- YOUR OBJECTIVE -
Lines from the first one down to the one containing "fn from_str(s: &str)" in the data below are the only ones needed; please return them exactly, both ends included.

(Stored data entries)
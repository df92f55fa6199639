//! Chain-related types.

use serde::{Deserialize, Serialize};
use std::fmt;
use std::str::FromStr;

/// Chain identifier
#[derive(Debug, Clone, Copy, PartialEq, Eq, Hash, PartialOrd, Ord, Serialize, Deserialize)]
#[serde(transparent)]
pub struct ChainId(pub u64);

impl ChainId {
	pub const ETHEREUM: Self = Self(1);
	pub const POLYGON: Self = Self(137);
	pub const SEPOLIA: Self = Self(11155111);
	pub const AMOY: Self = Self(80002);
	/// Chain id a local hardhat node reports when nothing overrides it.
	pub const HARDHAT: Self = Self(31337);
}

impl fmt::Display for ChainId {
	fn fmt(&self, f: &mut fmt::Formatter<'_>) -> fmt::Result {
		write!(f, "{}", self.0)
	}
}

impl FromStr for ChainId {
	type Err = std::num::ParseIntError;

	fn from_str(s: &str) -> std::result::Result<Self, Self::Err> {
		Ok(ChainId(s.parse()?))
	}
}

impl From<u64> for ChainId {
	fn from(value: u64) -> Self {
		ChainId(value)
	}
}

/// Fully resolved description of one fork to spawn.
#[derive(Debug, Clone, PartialEq, Eq, Serialize, Deserialize)]
pub struct ForkSpec {
	/// Chain name, also used as the cache key and log file prefix.
	pub name: String,
	/// Upstream RPC endpoint the fork reads state from.
	pub rpc_url: String,
	/// Local port the fork serves JSON-RPC on.
	pub port: u16,
	/// Block to pin the fork to. `None` forks from the latest block.
	pub block_number: Option<u64>,
	/// Chain id the fork is expected to report.
	pub chain_id: ChainId,
}

impl ForkSpec {
	/// JSON-RPC URL of the running fork.
	pub fn local_url(&self, host: &str) -> String {
		format!("http://{}:{}", host, self.port)
	}
}

#[cfg(test)]
mod tests {
	use super::*;

	#[test]
	fn test_chain_id_constants() {
		assert_eq!(ChainId::ETHEREUM.0, 1);
		assert_eq!(ChainId::POLYGON.0, 137);
		assert_eq!(ChainId::SEPOLIA.0, 11155111);
		assert_eq!(ChainId::AMOY.0, 80002);
		assert_eq!(ChainId::HARDHAT.0, 31337);
	}

	#[test]
	fn test_chain_id_display_and_parse() {
		assert_eq!(ChainId(80002).to_string(), "80002");
		assert_eq!("137".parse::<ChainId>().unwrap(), ChainId::POLYGON);
		assert!("polygon".parse::<ChainId>().is_err());
	}

	#[test]
	fn test_local_url() {
		let spec = ForkSpec {
			name: "sepolia".to_string(),
			rpc_url: "https://sepolia.example.com".to_string(),
			port: 8547,
			block_number: Some(7200064),
			chain_id: ChainId::SEPOLIA,
		};

		assert_eq!(spec.local_url("127.0.0.1"), "http://127.0.0.1:8547");
	}
}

- RESPONSE TO THIS EXERCISE -
repository df92f55fa6199639
//! Chain-related types.

use serde::{Deserialize, Serialize};
use std::fmt;
use std::str::FromStr;

/// Chain identifier
#[derive(Debug, Clone, Copy, PartialEq, Eq, Hash, PartialOrd, Ord, Serialize, Deserialize)]
#[serde(transparent)]
pub struct ChainId(pub u64);

impl ChainId {
	pub const ETHEREUM: Self = Self(1);
	pub const POLYGON: Self = Self(137);
	pub const SEPOLIA: Self = Self(11155111);
	pub const AMOY: Self = Self(80002);
	/// Chain id a local hardhat node reports when nothing overrides it.
	pub const HARDHAT: Self = Self(31337);
}

impl fmt::Display for ChainId {
	fn fmt(&self, f: &mut fmt::Formatter<'_>) -> fmt::Result {
		write!(f, "{}", self.0)
	}
}

impl FromStr for ChainId {
	type Err = std::num::ParseIntError;

	fn from_str(s: &str) -> std::result::Result<Self, Self::Err> {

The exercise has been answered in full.